Masshh.. Aku semakin ngaceng.“Ohh.. Bokep Barat Darahku berdesir pelan dan makin kencang. Jadi semakin menjadi-jadilah diriku menghabiskan waktu mengurus bisnis karena belum ada urusan lain yang memerlukan perhatianku. Kuning agak pucat warnanya. Luar biasa. Mungkin saking asiknya mereka berolah asmara terkuaknya pintu tidak mereka sadari.Tiba-tiba perasaan aneh menjalari diriku.

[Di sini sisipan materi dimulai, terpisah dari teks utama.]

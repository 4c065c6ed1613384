//! Logging setup
//!
//! Code logs through the `log` facade. Records are bridged into `tracing`
//! and written to stderr by a `tracing-subscriber` fmt layer, so `RUST_LOG`
//! directives work when no verbosity flag is given. Run milestones are
//! emitted as structured event lines (`message | {json}`).

use std::io::IsTerminal;

use anyhow::{Context, Result};
use log::{Level, LevelFilter};
use serde_json::Value;
use tracing_log::{AsLog, LogTracer};
use tracing_subscriber::{fmt, layer::SubscriberExt, EnvFilter, Layer};

/// Map `--quiet` / `-v` counts to a level filter
pub fn level_for(quiet: bool, verbosity: u8) -> LevelFilter {
    if quiet {
        return LevelFilter::Error;
    }
    match verbosity {
        0 => LevelFilter::Warn,
        1 => LevelFilter::Info,
        2 => LevelFilter::Debug,
        _ => LevelFilter::Trace,
    }
}

/// Filter for the stderr layer: --quiet > -v > RUST_LOG > default "warn"
pub fn filter_for(quiet: bool, verbosity: u8) -> EnvFilter {
    if quiet || verbosity > 0 {
        EnvFilter::new(level_for(quiet, verbosity).as_str().to_lowercase())
    } else {
        EnvFilter::try_from_default_env().unwrap_or_else(|_| EnvFilter::new("warn"))
    }
}

/// Route `log` records to a stderr subscriber. Fails if called twice.
pub fn init(filter: EnvFilter) -> Result<()> {
    let max_level = filter
        .max_level_hint()
        .map(|level| level.as_log())
        .unwrap_or(LevelFilter::Trace);
    LogTracer::builder()
        .with_max_level(max_level)
        .init()
        .context("Failed to route log records to tracing")?;

    let stderr_layer = fmt::layer()
        .with_writer(std::io::stderr)
        .with_ansi(std::io::stderr().is_terminal())
        .with_target(false)
        .with_filter(filter);
    tracing::subscriber::set_global_default(tracing_subscriber::registry().with(stderr_layer))
        .context("Failed to install log subscriber")?;
    Ok(())
}

/// Emit a structured event line at the given level
pub fn log_event(level: Level, event: &str, data: &Value) {
    if !log::log_enabled!(level) {
        return;
    }

    let mut payload = data.clone();
    if let Value::Object(map) = &mut payload {
        map.insert("event".to_string(), Value::String(event.to_string()));
        map.insert("timestamp".to_string(), Value::String(chrono::Utc::now().to_rfc3339()));
    }
    log::log!(level, "{} | {}", event, payload);
}

#[cfg(test)]
mod tests {
    use super::*;
    use tracing::level_filters::LevelFilter as TraceLevel;

    #[test]
    fn test_level_mapping() {
        assert_eq!(level_for(true, 3), LevelFilter::Error);
        assert_eq!(level_for(false, 0), LevelFilter::Warn);
        assert_eq!(level_for(false, 1), LevelFilter::Info);
        assert_eq!(level_for(false, 2), LevelFilter::Debug);
        assert_eq!(level_for(false, 9), LevelFilter::Trace);
    }

    #[test]
    fn test_flags_override_environment_filter() {
        assert_eq!(filter_for(true, 2).max_level_hint(), Some(TraceLevel::ERROR));
        assert_eq!(filter_for(false, 1).max_level_hint(), Some(TraceLevel::INFO));
        assert_eq!(filter_for(false, 3).max_level_hint(), Some(TraceLevel::TRACE));
    }
}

Pelan sekali kubuka pintu, namun hanya seukuran setengah kepala. Pak Darso akhirnya jebol juga pertahanannya. Kesadaran diriku juga lenyap entah kemana bahwa yang di depan mataku adalah istriku dengan pria yang pasti bukan diriku.Sekarang aku lebih ingin menyaksikan adegan ini sampai tuntas. Ada sekitar 5 menit kunikmati asap-asap racun itu sebelum akhirnya kuputuskan untuk naik ke lantai 2 di mana kamar tidur kami berada.Pelan-pelan kunaiki tangga. Ibbuu..”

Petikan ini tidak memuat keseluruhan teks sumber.